Task -> Below are some records; return all of them exactly as they are.

Data to process ->
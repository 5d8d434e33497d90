//! Welcome panel shown when no conversation is open.

use leptos::prelude::*;

#[component]
pub fn NoChatSelected() -> impl IntoView {
    view! {
        <div class="welcome">
            <div class="welcome__orb welcome__orb--primary"></div>
            <div class="welcome__orb welcome__orb--secondary"></div>
            <div class="welcome__card">
                <h1 class="welcome__title">"Welcome to Chat-App"</h1>
                <p class="welcome__subtitle">
                    "Connect with your friends and explore conversations like never before."
                </p>
            </div>
        </div>
    }
}
//! # chat-client
//!
//! Leptos + WASM frontend for the chat application's account screens:
//! login, signup, profile editing, and the landing placeholders.
//!
//! The session client (`state::session`) owns the authenticated user and the
//! per-request in-flight flags; pages bind form input to it, validate with
//! `util::validate`, and encode avatars with `util::image`.

pub mod app;
pub mod components;
pub mod config;
pub mod error;
pub mod net;
pub mod pages;
pub mod state;
pub mod util;

#[cfg(test)]
mod test_support;

/// WASM entry point: install logging and hydrate the server-rendered app.
#[cfg(feature = "hydrate")]
#[wasm_bindgen::prelude::wasm_bindgen]
pub fn hydrate() {
    console_error_panic_hook::set_once();
    if let Err(e) = console_log::init_with_level(log::Level::Debug) {
        web_sys::console::warn_1(&format!("logger already installed: {e}").into());
    }
    leptos::mount::hydrate_body(app::App);
}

Result below ->
repository 5d8d434e33497d90
//! Welcome panel shown when no conversation is open.

use leptos::prelude::*;

#[component]
pub fn NoChatSelected() -> impl IntoView {
    view! {
        <div class="welcome">
            <div class="welcome__orb welcome__orb--primary"></div>
            <div class="welcome__orb welcome__orb--secondary"></div>
            <div class="welcome__card">
                <h1 class="welcome__title">"Welcome to Chat-App"</h1>
                <p class="welcome__subtitle">
                    "Connect with your friends and explore conversations like never before."
                </p>
            </div>
        </div>
    }
}
//! # chat-client
//!
//! Leptos + WASM frontend for the chat application's account screens:
//! login, signup, profile editing, and the landing placeholders.
//!
//! The session client (`state::session`) owns the authenticated user and the
//! per-request in-flight flags; pages bind form input to it, validate with
//! `util::validate`, and encode avatars with `util::image`.

pub mod app;
pub mod components;
pub mod config;
pub mod error;
pub mod net;
pub mod pages;
pub mod state;
pub mod util;

#[cfg(test)]
mod test_support;

/// WASM entry point: install logging and hydrate the server-rendered app.
#[cfg(feature = "hydrate")]
#[wasm_bindgen::prelude::wasm_bindgen]
pub fn hydrate() {
    console_error_panic_hook::set_once();
    if let Err(e) = console_log::init_with_level(log::Level::Debug) {
        web_sys::console::warn_1(&format!("logger already installed: {e}").into());
    }
    leptos::mount::hydrate_body(app::App);
}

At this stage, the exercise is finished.